For the data below, say how many lines contain "Clone". Only the number should be given.

Saved data entries
:::
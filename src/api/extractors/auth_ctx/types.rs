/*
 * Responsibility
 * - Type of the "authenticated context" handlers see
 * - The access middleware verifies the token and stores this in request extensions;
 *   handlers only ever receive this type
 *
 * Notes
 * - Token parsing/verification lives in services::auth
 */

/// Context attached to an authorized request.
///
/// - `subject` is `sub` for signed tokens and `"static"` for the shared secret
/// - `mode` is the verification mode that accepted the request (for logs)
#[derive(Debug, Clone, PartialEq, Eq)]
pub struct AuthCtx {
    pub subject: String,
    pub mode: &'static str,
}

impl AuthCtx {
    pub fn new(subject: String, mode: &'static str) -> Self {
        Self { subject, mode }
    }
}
:::
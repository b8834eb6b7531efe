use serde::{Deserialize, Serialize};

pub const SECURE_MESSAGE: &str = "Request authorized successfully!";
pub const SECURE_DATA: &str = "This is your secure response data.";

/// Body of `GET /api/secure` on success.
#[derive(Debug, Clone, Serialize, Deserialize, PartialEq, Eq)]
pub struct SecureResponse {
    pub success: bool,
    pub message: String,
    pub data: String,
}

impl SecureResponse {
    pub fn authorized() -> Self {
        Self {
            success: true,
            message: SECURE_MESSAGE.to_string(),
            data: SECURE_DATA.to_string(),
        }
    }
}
:::
• **Exercise output**
2